WORK INSTRUCTIONS
Could you copy every line of the data that contains the word "bool"?

Collected data
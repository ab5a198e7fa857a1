use std::fmt::Debug;
use std::sync::atomic::{AtomicU64, Ordering};
use std::sync::Arc;
use std::time::Instant;

// Microsecond ticks unless configured otherwise
pub const DEFAULT_TICKS_PER_MS: u64 = 1_000;

/// Monotonic tick counter; wraps at `u64::MAX`.
pub trait TickSource: Debug + Send + 'static {
    fn now(&self) -> u64;

    fn ticks_per_ms(&self) -> u64;
}

// Ticks derived from std's monotonic clock
#[derive(Debug, Clone)]
pub struct MonotonicClock {
    origin: Instant,
    ticks_per_ms: u64,
}

impl MonotonicClock {
    pub fn new(ticks_per_ms: u64) -> Self {
        Self {
            origin: Instant::now(),
            ticks_per_ms,
        }
    }
}

impl TickSource for MonotonicClock {
    fn now(&self) -> u64 {
        let nanos = self.origin.elapsed().as_nanos();
        // Truncation to u64 is the counter wraparound
        (nanos * u128::from(self.ticks_per_ms) / 1_000_000) as u64
    }

    fn ticks_per_ms(&self) -> u64 {
        self.ticks_per_ms
    }
}

/// Tick counter advanced by hand; clones share the same counter.
#[derive(Debug, Clone)]
pub struct ManualClock {
    ticks: Arc<AtomicU64>,
    ticks_per_ms: u64,
}

impl ManualClock {
    pub fn new(start: u64, ticks_per_ms: u64) -> Self {
        Self {
            ticks: Arc::new(AtomicU64::new(start)),
            ticks_per_ms,
        }
    }

    pub fn set(&self, tick: u64) {
        self.ticks.store(tick, Ordering::Release);
    }

    pub fn advance(&self, ticks: u64) {
        // fetch_add wraps on overflow
        self.ticks.fetch_add(ticks, Ordering::AcqRel);
    }

    pub fn advance_ms(&self, ms: u64) {
        self.advance(ms.wrapping_mul(self.ticks_per_ms));
    }
}

impl TickSource for ManualClock {
    fn now(&self) -> u64 {
        self.ticks.load(Ordering::Acquire)
    }

    fn ticks_per_ms(&self) -> u64 {
        self.ticks_per_ms
    }
}
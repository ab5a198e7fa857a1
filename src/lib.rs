//! Input acquisition core for a game-controller firmware.
//!
//! Raw pin readings go in, a debounced, SOCD-cleaned [`input::NormalizedInputState`]
//! comes out once per poll.

pub mod config;
pub mod input;
pub mod runtime;
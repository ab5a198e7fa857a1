use tracing::{debug, info};

use crate::input::port::PortDevice;
use crate::input::InputError;

// Upper bound on distinct ports a line table may span
pub const PORT_CACHE_CAPACITY: usize = 4;

/// Fixed-capacity cache of port handles, searched linearly by label.
#[derive(Debug)]
pub struct PortCache<D> {
    devices: Vec<D>,
}

impl<D: PortDevice> PortCache<D> {
    pub fn new() -> Self {
        Self {
            devices: Vec::with_capacity(PORT_CACHE_CAPACITY),
        }
    }

    /// Caches `device` and returns its index. A device whose label is already
    /// cached keeps its existing index and the new handle is dropped.
    pub fn register(&mut self, device: D) -> Result<usize, InputError> {
        if let Some(index) = self
            .devices
            .iter()
            .position(|cached| cached.label() == device.label())
        {
            debug!("Port {} already cached at index {}", device.label(), index);
            return Ok(index);
        }

        if self.devices.len() == PORT_CACHE_CAPACITY {
            return Err(InputError::PortCacheFull {
                capacity: PORT_CACHE_CAPACITY,
                port: device.label().to_string(),
            });
        }

        let index = self.devices.len();
        info!("Caching port {} at index {}", device.label(), index);
        self.devices.push(device);
        Ok(index)
    }

    pub fn len(&self) -> usize {
        self.devices.len()
    }

    pub fn is_empty(&self) -> bool {
        self.devices.is_empty()
    }

    /// One batched read per cached port, in index order.
    pub fn read_all(&mut self) -> Result<[u32; PORT_CACHE_CAPACITY], InputError> {
        let mut words = [0u32; PORT_CACHE_CAPACITY];
        for (word, device) in words.iter_mut().zip(self.devices.iter_mut()) {
            *word = device.read_raw()?;
        }
        Ok(words)
    }
}

impl<D: PortDevice> Default for PortCache<D> {
    fn default() -> Self {
        Self::new()
    }
}
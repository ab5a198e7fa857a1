use serde::{Deserialize, Serialize};
use std::fs;
use std::path::{Path, PathBuf};
use tracing::{debug, info, warn};

use crate::input::debounce::{Debouncer, DEFAULT_DEBOUNCE_MS};
use crate::input::tick::DEFAULT_TICKS_PER_MS;
use crate::input::{LineDescriptor, LineTable, PipelineSettings, StickInput};

#[derive(Debug, thiserror::Error)]
pub enum ConfigError {
    #[error("Failed to read {path}: {source}")]
    Io {
        path: PathBuf,
        source: std::io::Error,
    },

    #[error("Failed to parse configuration: {0}")]
    Parse(#[from] toml::de::Error),

    #[error("Invalid configuration: {0}")]
    Invalid(String),
}

// Acquisition strategy chosen at startup
#[derive(Deserialize, Serialize, Clone, Copy, Debug, Default, PartialEq, Eq)]
#[serde(rename_all = "snake_case")]
pub enum Acquisition {
    #[default]
    Physical,
    External,
    None,
}

/// Runtime configuration of the input core, loaded from TOML.
#[derive(Deserialize, Serialize, Clone, Debug, PartialEq)]
#[serde(default)]
pub struct InputConfig {
    pub poll_interval_ms: u64,
    pub debounce_ms: u64,
    pub ticks_per_ms: u64,
    pub acquisition: Acquisition,
    pub override_queue: bool,
    pub stick_input: StickInput,
    pub lines: Vec<LineDescriptor>,
}

impl Default for InputConfig {
    fn default() -> Self {
        Self {
            poll_interval_ms: 1,
            debounce_ms: DEFAULT_DEBOUNCE_MS,
            ticks_per_ms: DEFAULT_TICKS_PER_MS,
            acquisition: Acquisition::default(),
            override_queue: true,
            stick_input: StickInput::default(),
            lines: Vec::new(),
        }
    }
}

impl InputConfig {
    pub fn from_toml(text: &str) -> Result<Self, ConfigError> {
        let config: InputConfig = toml::from_str(text)?;
        config.validate()?;
        Ok(config)
    }

    pub fn load(path: &Path) -> Result<Self, ConfigError> {
        debug!("Reading configuration from {}", path.display());
        let text = fs::read_to_string(path).map_err(|source| ConfigError::Io {
            path: path.to_path_buf(),
            source,
        })?;
        Self::from_toml(&text)
    }

    /// `<config dir>/padcore/config.toml`
    pub fn default_path() -> Option<PathBuf> {
        dirs::config_dir().map(|dir| dir.join("padcore").join("config.toml"))
    }

    /// Loads an explicit path, else the default location, else built-in defaults.
    pub fn load_or_default(explicit: Option<&Path>) -> Result<Self, ConfigError> {
        if let Some(path) = explicit {
            info!("Loading configuration from {}", path.display());
            return Self::load(path);
        }

        match Self::default_path() {
            Some(path) if path.exists() => {
                info!("Loading configuration from {}", path.display());
                Self::load(&path)
            }
            _ => {
                warn!("No configuration file found, using defaults (no input lines bound)");
                Ok(Self::default())
            }
        }
    }

    pub fn validate(&self) -> Result<(), ConfigError> {
        if self.poll_interval_ms == 0 {
            return Err(ConfigError::Invalid(
                "poll_interval_ms must be at least 1".to_string(),
            ));
        }
        if self.ticks_per_ms == 0 {
            return Err(ConfigError::Invalid(
                "ticks_per_ms must be at least 1".to_string(),
            ));
        }
        if let Some(line) = self.lines.iter().find(|line| line.pin >= 32) {
            return Err(ConfigError::Invalid(format!(
                "{} uses pin {}, ports are 32 bits wide",
                line.name, line.pin
            )));
        }
        self.line_table()?;
        Ok(())
    }

    pub fn line_table(&self) -> Result<LineTable, ConfigError> {
        LineTable::new(self.lines.clone()).map_err(|e| ConfigError::Invalid(e.to_string()))
    }

    pub fn pipeline_settings(&self) -> PipelineSettings {
        PipelineSettings {
            debouncer: Debouncer::from_millis(self.debounce_ms, self.ticks_per_ms),
            stick_input: self.stick_input,
        }
    }
}

#[cfg(test)]
mod tests {
    use super::*;
    use crate::input::{LogicalLine, Polarity, Pull};

    const SAMPLE: &str = include_str!("../padcore.toml");

    #[test]
    fn sample_configuration_parses() {
        let config = InputConfig::from_toml(SAMPLE).unwrap();
        assert_eq!(config.acquisition, Acquisition::Physical);
        assert_eq!(config.debounce_ms, 5);

        let table = config.line_table().unwrap();
        assert!(table.contains(LogicalLine::ModeLock));

        let up = table
            .iter()
            .find(|line| line.name == LogicalLine::StickUp)
            .unwrap();
        assert_eq!(up.polarity(), Polarity::ActiveLow);
        assert_eq!(up.pull, Pull::Up);
    }

    #[test]
    fn missing_fields_use_defaults() {
        let config = InputConfig::from_toml("acquisition = \"external\"").unwrap();
        assert_eq!(config.acquisition, Acquisition::External);
        assert_eq!(config.poll_interval_ms, 1);
        assert!(config.override_queue);
        assert!(config.lines.is_empty());
    }

    #[test]
    fn dwell_uses_tick_rate() {
        let config = InputConfig {
            debounce_ms: 5,
            ticks_per_ms: 32,
            ..Default::default()
        };
        assert_eq!(config.pipeline_settings().debouncer.min_dwell_ticks(), 160);
    }

    #[test]
    fn default_settings_match_default_config() {
        let config = InputConfig::default();
        assert_eq!(config.pipeline_settings(), PipelineSettings::default());
        assert_eq!(
            PipelineSettings::default().debouncer.min_dwell_ticks(),
            config.debounce_ms * config.ticks_per_ms
        );
    }

    #[test]
    fn duplicate_line_is_invalid() {
        let text = r#"
            [[lines]]
            name = "button_start"
            port = "gpio0"
            pin = 3

            [[lines]]
            name = "button_start"
            port = "gpio0"
            pin = 4
        "#;
        assert!(matches!(
            InputConfig::from_toml(text),
            Err(ConfigError::Invalid(_))
        ));
    }

    #[test]
    fn wide_pin_is_invalid() {
        let text = r#"
            [[lines]]
            name = "button_start"
            port = "gpio1"
            pin = 40
        "#;
        assert!(matches!(
            InputConfig::from_toml(text),
            Err(ConfigError::Invalid(_))
        ));
    }

    #[test]
    fn unknown_line_name_fails_to_parse() {
        let text = r#"
            [[lines]]
            name = "button_turbo"
            port = "gpio0"
            pin = 1
        "#;
        assert!(matches!(
            InputConfig::from_toml(text),
            Err(ConfigError::Parse(_))
        ));
    }

    #[test]
    fn zero_poll_interval_is_invalid() {
        assert!(InputConfig::from_toml("poll_interval_ms = 0").is_err());
    }
}
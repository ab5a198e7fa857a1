use serde::{Deserialize, Serialize};
use std::fmt;
use std::str::FromStr;

use crate::input::InputError;

// Logical input line, independent of its wiring
#[derive(Debug, Clone, Copy, PartialEq, Eq, Hash, PartialOrd, Ord, Serialize, Deserialize)]
#[serde(rename_all = "snake_case")]
pub enum LogicalLine {
    ButtonNorth,
    ButtonEast,
    ButtonSouth,
    ButtonWest,
    ButtonL1,
    ButtonL2,
    ButtonL3,
    ButtonR1,
    ButtonR2,
    ButtonR3,
    ButtonSelect,
    ButtonStart,
    ButtonHome,
    ButtonTouchpad,
    StickUp,
    StickDown,
    StickLeft,
    StickRight,
    ModeLs,
    ModeRs,
    ModeLock,
}

impl LogicalLine {
    pub const COUNT: usize = 21;

    pub const ALL: [LogicalLine; Self::COUNT] = [
        LogicalLine::ButtonNorth,
        LogicalLine::ButtonEast,
        LogicalLine::ButtonSouth,
        LogicalLine::ButtonWest,
        LogicalLine::ButtonL1,
        LogicalLine::ButtonL2,
        LogicalLine::ButtonL3,
        LogicalLine::ButtonR1,
        LogicalLine::ButtonR2,
        LogicalLine::ButtonR3,
        LogicalLine::ButtonSelect,
        LogicalLine::ButtonStart,
        LogicalLine::ButtonHome,
        LogicalLine::ButtonTouchpad,
        LogicalLine::StickUp,
        LogicalLine::StickDown,
        LogicalLine::StickLeft,
        LogicalLine::StickRight,
        LogicalLine::ModeLs,
        LogicalLine::ModeRs,
        LogicalLine::ModeLock,
    ];

    /// Position of the line in snapshot and history tables.
    pub fn index(self) -> usize {
        self as usize
    }

    pub fn name(self) -> &'static str {
        match self {
            LogicalLine::ButtonNorth => "button_north",
            LogicalLine::ButtonEast => "button_east",
            LogicalLine::ButtonSouth => "button_south",
            LogicalLine::ButtonWest => "button_west",
            LogicalLine::ButtonL1 => "button_l1",
            LogicalLine::ButtonL2 => "button_l2",
            LogicalLine::ButtonL3 => "button_l3",
            LogicalLine::ButtonR1 => "button_r1",
            LogicalLine::ButtonR2 => "button_r2",
            LogicalLine::ButtonR3 => "button_r3",
            LogicalLine::ButtonSelect => "button_select",
            LogicalLine::ButtonStart => "button_start",
            LogicalLine::ButtonHome => "button_home",
            LogicalLine::ButtonTouchpad => "button_touchpad",
            LogicalLine::StickUp => "stick_up",
            LogicalLine::StickDown => "stick_down",
            LogicalLine::StickLeft => "stick_left",
            LogicalLine::StickRight => "stick_right",
            LogicalLine::ModeLs => "mode_ls",
            LogicalLine::ModeRs => "mode_rs",
            LogicalLine::ModeLock => "mode_lock",
        }
    }
}

impl fmt::Display for LogicalLine {
    fn fmt(&self, f: &mut fmt::Formatter<'_>) -> fmt::Result {
        f.write_str(self.name())
    }
}

impl FromStr for LogicalLine {
    type Err = String;

    fn from_str(s: &str) -> Result<Self, Self::Err> {
        LogicalLine::ALL
            .iter()
            .copied()
            .find(|line| line.name() == s)
            .ok_or_else(|| format!("unknown input line '{}'", s))
    }
}

// Electrical polarity of a line
#[derive(Debug, Clone, Copy, PartialEq, Eq, Default, Serialize, Deserialize)]
pub enum Polarity {
    #[default]
    ActiveHigh,
    ActiveLow,
}

impl Polarity {
    /// Converts a raw pin level into the logical pressed value.
    pub fn apply(self, level: bool) -> bool {
        match self {
            Polarity::ActiveHigh => level,
            Polarity::ActiveLow => !level,
        }
    }
}

// Pull bias requested when the pin is configured as an input
#[derive(Debug, Clone, Copy, PartialEq, Eq, Default, Serialize, Deserialize)]
#[serde(rename_all = "snake_case")]
pub enum Pull {
    #[default]
    None,
    Up,
    Down,
}

/// Wiring of one logical line: which port it lives on and where.
#[derive(Debug, Clone, PartialEq, Eq, Serialize, Deserialize)]
pub struct LineDescriptor {
    pub name: LogicalLine,
    pub port: String,
    pub pin: u8,
    #[serde(default)]
    pub active_low: bool,
    #[serde(default)]
    pub pull: Pull,
}

impl LineDescriptor {
    pub fn polarity(&self) -> Polarity {
        if self.active_low {
            Polarity::ActiveLow
        } else {
            Polarity::ActiveHigh
        }
    }
}

/// Ordered table of configured lines, built once at startup.
#[derive(Debug, Clone, Default)]
pub struct LineTable {
    lines: Vec<LineDescriptor>,
}

impl LineTable {
    pub fn new(lines: Vec<LineDescriptor>) -> Result<Self, InputError> {
        let mut seen = [false; LogicalLine::COUNT];
        for descriptor in &lines {
            let slot = &mut seen[descriptor.name.index()];
            if *slot {
                return Err(InputError::DuplicateLine(descriptor.name));
            }
            *slot = true;
        }
        Ok(Self { lines })
    }

    pub fn contains(&self, line: LogicalLine) -> bool {
        self.lines.iter().any(|descriptor| descriptor.name == line)
    }

    pub fn iter(&self) -> impl Iterator<Item = &LineDescriptor> {
        self.lines.iter()
    }

    pub fn len(&self) -> usize {
        self.lines.len()
    }

    pub fn is_empty(&self) -> bool {
        self.lines.is_empty()
    }
}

RESPONSE
    pub fn is_empty(&self) -> bool {
    pub override_queue: bool,
    pub fn apply(self, level: bool) -> bool {
    pub active_low: bool,
    pub fn contains(&self, line: LogicalLine) -> bool {
    pub fn is_empty(&self) -> bool {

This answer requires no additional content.